◆ **WHAT NEEDS TO BE DONE**: Please filter the data below down to the lines holding the string "false".
◆ ◆ ◆ ◆ ◆
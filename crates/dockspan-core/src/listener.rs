#![forbid(unsafe_code)]

//! Ordered observer fan-out with capability slots.
//!
//! A [`ListenerRegistry`] holds listeners in insertion order. Each listener
//! declares the callback slots it implements through [`Listener::slots`];
//! [`ListenerRegistry::dispatch`] only invokes listeners whose declared set
//! contains the slot being fired.
//!
//! # Invariants
//!
//! 1. Notification order equals insertion order.
//! 2. Duplicates are permitted: adding the same listener twice notifies it twice.
//! 3. `remove` drops the first occurrence only, matched by allocation identity.
//! 4. The registry is never mutated while it is being iterated; dispatch
//!    borrows it immutably for the whole fan-out.

use std::fmt;
use std::rc::Rc;

use bitflags::bitflags;

bitflags! {
    /// Named callback slots a listener can implement.
    #[derive(Debug, Clone, Copy, PartialEq, Eq, Hash)]
    pub struct ListenerSlots: u8 {
        /// Undock capability changed.
        const DOCK_ENABLED         = 0b0001;
        /// Close button visibility changed.
        const HIDE_CLOSE_BUTTON    = 0b0010;
        /// Maximize button visibility changed.
        const HIDE_MAXIMIZE_BUTTON = 0b0100;
        /// A dragged tab pushed past a neighbouring slot.
        const MOVE_TAB             = 0b1000;
    }
}

/// Capability declaration shared by every listener trait.
pub trait Listener {
    /// Slots this listener wants to receive.
    fn slots(&self) -> ListenerSlots;
}

/// Ordered collection of listeners.
pub struct ListenerRegistry<L: ?Sized> {
    listeners: Vec<Rc<L>>,
}

impl<L: ?Sized> Default for ListenerRegistry<L> {
    fn default() -> Self {
        Self {
            listeners: Vec::new(),
        }
    }
}

impl<L: ?Sized> fmt::Debug for ListenerRegistry<L> {
    fn fmt(&self, f: &mut fmt::Formatter<'_>) -> fmt::Result {
        f.debug_struct("ListenerRegistry")
            .field("len", &self.listeners.len())
            .finish()
    }
}

impl<L: ?Sized + Listener> ListenerRegistry<L> {
    /// Create an empty registry.
    #[must_use]
    pub fn new() -> Self {
        Self::default()
    }

    /// Append a listener.
    pub fn add(&mut self, listener: Rc<L>) {
        self.listeners.push(listener);
    }

    /// Remove the first occurrence of `listener`.
    ///
    /// Returns `false` when the listener was not registered; the registry is
    /// left untouched in that case.
    pub fn remove(&mut self, listener: &Rc<L>) -> bool {
        let Some(index) = self
            .listeners
            .iter()
            .position(|l| std::ptr::addr_eq(Rc::as_ptr(l), Rc::as_ptr(listener)))
        else {
            return false;
        };
        self.listeners.remove(index);
        true
    }

    /// Whether `listener` is registered at least once.
    #[must_use]
    pub fn contains(&self, listener: &Rc<L>) -> bool {
        self.listeners
            .iter()
            .any(|l| std::ptr::addr_eq(Rc::as_ptr(l), Rc::as_ptr(listener)))
    }

    /// Number of registered listeners (duplicates counted).
    #[inline]
    #[must_use]
    pub fn len(&self) -> usize {
        self.listeners.len()
    }

    /// Whether no listeners are registered.
    #[inline]
    #[must_use]
    pub fn is_empty(&self) -> bool {
        self.listeners.is_empty()
    }

    /// Invoke `f` on every listener implementing `slot`, in insertion order.
    ///
    /// Returns how many listeners were invoked.
    pub fn dispatch(&self, slot: ListenerSlots, mut f: impl FnMut(&L)) -> usize {
        let mut invoked = 0;
        for listener in &self.listeners {
            if listener.slots().contains(slot) {
                f(listener);
                invoked += 1;
            }
        }
        invoked
    }
}
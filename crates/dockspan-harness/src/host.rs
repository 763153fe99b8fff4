#![forbid(unsafe_code)]

//! Dock host stand-in.
//!
//! [`RecordingDockHost`] hands out fresh node ids, creates
//! [`RecordingDialog`]s when asked to float or undock a panel, and appends
//! every call to an ordered log. Refusals are switched on per test.

use std::collections::BTreeSet;
use std::rc::Rc;

use dockspan_core::event::PointerEvent;
use dockspan_core::geometry::{Point, Size};
use dockspan_panel::{
    CloseCallback, DialogHandle, DockHost, DockNodeId, Panel, PanelId, PanelType,
};

use crate::dialog::RecordingDialog;

/// One call into the host.
#[derive(Debug, Clone, PartialEq)]
pub enum HostCall {
    DockFill {
        at: Option<DockNodeId>,
        panel: PanelId,
        node: DockNodeId,
    },
    DockDialogFill {
        at: Option<DockNodeId>,
        node: DockNodeId,
    },
    RequestUndock(PanelId),
    RequestUndockToDialog {
        panel: PanelId,
        drag_offset: Point,
    },
    RequestClose(PanelId),
    FloatDialog {
        panel: PanelId,
        x: f64,
        y: f64,
    },
    NotifyClosePanel(PanelId),
    NotifyMaximizePanel {
        panel: PanelId,
        maximized: bool,
    },
    SetActiveTab(PanelId),
    SetActivePanel(PanelId),
}

/// Dock host that records everything and refuses on request.
pub struct RecordingDockHost {
    pub calls: Vec<HostCall>,
    pub viewport: Size,
    pub refuse_float: bool,
    pub refuse_undock: bool,
    pub undock_enabled: bool,
    pub default_close: Option<CloseCallback>,
    pub documents: Vec<(PanelId, PanelType)>,
    dialogs: Vec<Rc<RecordingDialog>>,
    shadows: BTreeSet<PanelId>,
    next_node: u64,
}

impl std::fmt::Debug for RecordingDockHost {
    fn fmt(&self, f: &mut std::fmt::Formatter<'_>) -> std::fmt::Result {
        f.debug_struct("RecordingDockHost")
            .field("calls", &self.calls)
            .field("viewport", &self.viewport)
            .field("dialogs", &self.dialogs.len())
            .finish_non_exhaustive()
    }
}

impl Default for RecordingDockHost {
    fn default() -> Self {
        Self::new()
    }
}

impl RecordingDockHost {
    /// A host with a 1024x768 viewport that accepts everything.
    #[must_use]
    pub fn new() -> Self {
        Self {
            calls: Vec::new(),
            viewport: Size::new(1024.0, 768.0),
            refuse_float: false,
            refuse_undock: false,
            undock_enabled: true,
            default_close: None,
            documents: Vec::new(),
            dialogs: Vec::new(),
            shadows: BTreeSet::new(),
            next_node: 0,
        }
    }

    #[must_use]
    pub fn with_viewport(mut self, width: f64, height: f64) -> Self {
        self.viewport = Size::new(width, height);
        self
    }

    /// Allocate a node id, e.g. to seed a panel's initial position.
    pub fn fresh_node(&mut self) -> DockNodeId {
        self.next_node += 1;
        DockNodeId(self.next_node)
    }

    /// Dialogs created by this host, oldest first.
    #[must_use]
    pub fn dialogs(&self) -> &[Rc<RecordingDialog>] {
        &self.dialogs
    }

    #[must_use]
    pub fn last_dialog(&self) -> Option<Rc<RecordingDialog>> {
        self.dialogs.last().cloned()
    }

    /// Placeholder panels docked and not yet closed.
    #[must_use]
    pub fn live_shadows(&self) -> usize {
        self.shadows.len()
    }

    /// Number of calls matching `pred`.
    pub fn count(&self, pred: impl Fn(&HostCall) -> bool) -> usize {
        self.calls.iter().filter(|c| pred(c)).count()
    }

    /// Panels passed to `set_active_tab`, in order.
    #[must_use]
    pub fn active_tabs(&self) -> Vec<PanelId> {
        self.calls
            .iter()
            .filter_map(|c| match c {
                HostCall::SetActiveTab(id) => Some(*id),
                _ => None,
            })
            .collect()
    }

    pub fn clear_calls(&mut self) {
        self.calls.clear();
    }

    fn new_dialog(&mut self, x: f64, y: f64) -> DialogHandle {
        let dialog = Rc::new(RecordingDialog::at(x, y));
        self.dialogs.push(Rc::clone(&dialog));
        dialog
    }
}

impl DockHost for RecordingDockHost {
    fn dock_fill(&mut self, at: Option<DockNodeId>, panel: &Panel) -> DockNodeId {
        let node = self.fresh_node();
        if panel.is_shadow() {
            self.shadows.insert(panel.id());
        }
        self.calls.push(HostCall::DockFill {
            at,
            panel: panel.id(),
            node,
        });
        node
    }

    fn dock_dialog_fill(&mut self, at: Option<DockNodeId>, _dialog: &DialogHandle) -> DockNodeId {
        let node = self.fresh_node();
        self.calls.push(HostCall::DockDialogFill { at, node });
        node
    }

    fn request_undock(&mut self, panel: PanelId) {
        self.calls.push(HostCall::RequestUndock(panel));
    }

    fn request_undock_to_dialog(
        &mut self,
        panel: &Panel,
        event: &PointerEvent,
        drag_offset: Point,
    ) -> Option<DialogHandle> {
        self.calls.push(HostCall::RequestUndockToDialog {
            panel: panel.id(),
            drag_offset,
        });
        if self.refuse_undock {
            return None;
        }
        Some(self.new_dialog(event.x - drag_offset.x, event.y - drag_offset.y))
    }

    fn request_close(&mut self, panel: PanelId) {
        self.calls.push(HostCall::RequestClose(panel));
    }

    fn float_dialog(&mut self, panel: &Panel, x: f64, y: f64) -> Option<DialogHandle> {
        self.calls.push(HostCall::FloatDialog {
            panel: panel.id(),
            x,
            y,
        });
        if self.refuse_float {
            return None;
        }
        Some(self.new_dialog(x, y))
    }

    fn notify_on_close_panel(&mut self, panel: PanelId) {
        self.shadows.remove(&panel);
        self.calls.push(HostCall::NotifyClosePanel(panel));
    }

    fn notify_on_maximize_panel(&mut self, panel: PanelId, maximized: bool) {
        self.calls
            .push(HostCall::NotifyMaximizePanel { panel, maximized });
    }

    fn set_active_tab(&mut self, panel: PanelId) {
        self.calls.push(HostCall::SetActiveTab(panel));
    }

    fn set_active_panel(&mut self, panel: PanelId) {
        self.calls.push(HostCall::SetActivePanel(panel));
    }

    fn viewport_size(&self) -> Size {
        self.viewport
    }

    fn undock_enabled(&self) -> bool {
        self.undock_enabled
    }

    fn default_close_callback(&self) -> Option<CloseCallback> {
        self.default_close.clone()
    }

    fn document_panels(&self) -> Vec<(PanelId, PanelType)> {
        self.documents.clone()
    }
}
#![forbid(unsafe_code)]

//! Logging facade.
//!
//! With the `tracing` feature enabled this module re-exports the `tracing`
//! macros so downstream crates can log through `dockspan_core::debug!` and
//! friends. Without the feature nothing is exported and no logging code is
//! compiled in.

#[cfg(feature = "tracing")]
pub use tracing::{debug, debug_span, error, info, trace, warn};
◆ ◆ ◆ ◆ ◆
◆ **SOLUTION**:
    /// Returns `false` when the listener was not registered; the registry is
            return false;
            refuse_float: false,
            refuse_undock: false,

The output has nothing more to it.